Given records >>
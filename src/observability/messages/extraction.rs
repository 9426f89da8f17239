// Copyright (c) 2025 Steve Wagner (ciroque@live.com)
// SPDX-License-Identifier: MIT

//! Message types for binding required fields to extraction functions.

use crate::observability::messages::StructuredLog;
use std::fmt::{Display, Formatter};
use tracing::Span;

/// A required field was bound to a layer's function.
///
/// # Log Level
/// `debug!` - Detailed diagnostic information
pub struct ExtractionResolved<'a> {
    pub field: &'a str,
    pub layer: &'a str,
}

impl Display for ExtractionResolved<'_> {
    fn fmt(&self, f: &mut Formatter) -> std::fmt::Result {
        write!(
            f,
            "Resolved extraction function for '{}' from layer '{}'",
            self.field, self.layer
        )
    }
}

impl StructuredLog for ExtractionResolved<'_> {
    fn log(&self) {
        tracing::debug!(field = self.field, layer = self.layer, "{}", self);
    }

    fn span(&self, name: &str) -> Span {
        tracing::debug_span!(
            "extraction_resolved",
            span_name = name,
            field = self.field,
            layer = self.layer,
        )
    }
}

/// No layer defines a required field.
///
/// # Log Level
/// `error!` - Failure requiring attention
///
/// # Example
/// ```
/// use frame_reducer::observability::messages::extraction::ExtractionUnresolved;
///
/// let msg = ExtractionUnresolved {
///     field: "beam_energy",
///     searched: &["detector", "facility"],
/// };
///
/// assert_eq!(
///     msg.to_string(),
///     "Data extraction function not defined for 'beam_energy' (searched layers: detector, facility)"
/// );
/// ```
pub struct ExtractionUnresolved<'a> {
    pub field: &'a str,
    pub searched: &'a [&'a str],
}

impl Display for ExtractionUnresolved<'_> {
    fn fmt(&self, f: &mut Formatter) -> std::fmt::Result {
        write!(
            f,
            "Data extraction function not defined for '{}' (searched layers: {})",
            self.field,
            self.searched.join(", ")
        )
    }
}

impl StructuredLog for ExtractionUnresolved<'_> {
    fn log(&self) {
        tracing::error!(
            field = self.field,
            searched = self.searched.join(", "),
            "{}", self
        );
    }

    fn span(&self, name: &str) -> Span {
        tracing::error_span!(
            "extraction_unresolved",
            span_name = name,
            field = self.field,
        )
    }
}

Problem >> Write the number of lines in the data above that contain "observability", adding no other words.

Problem solution >> 3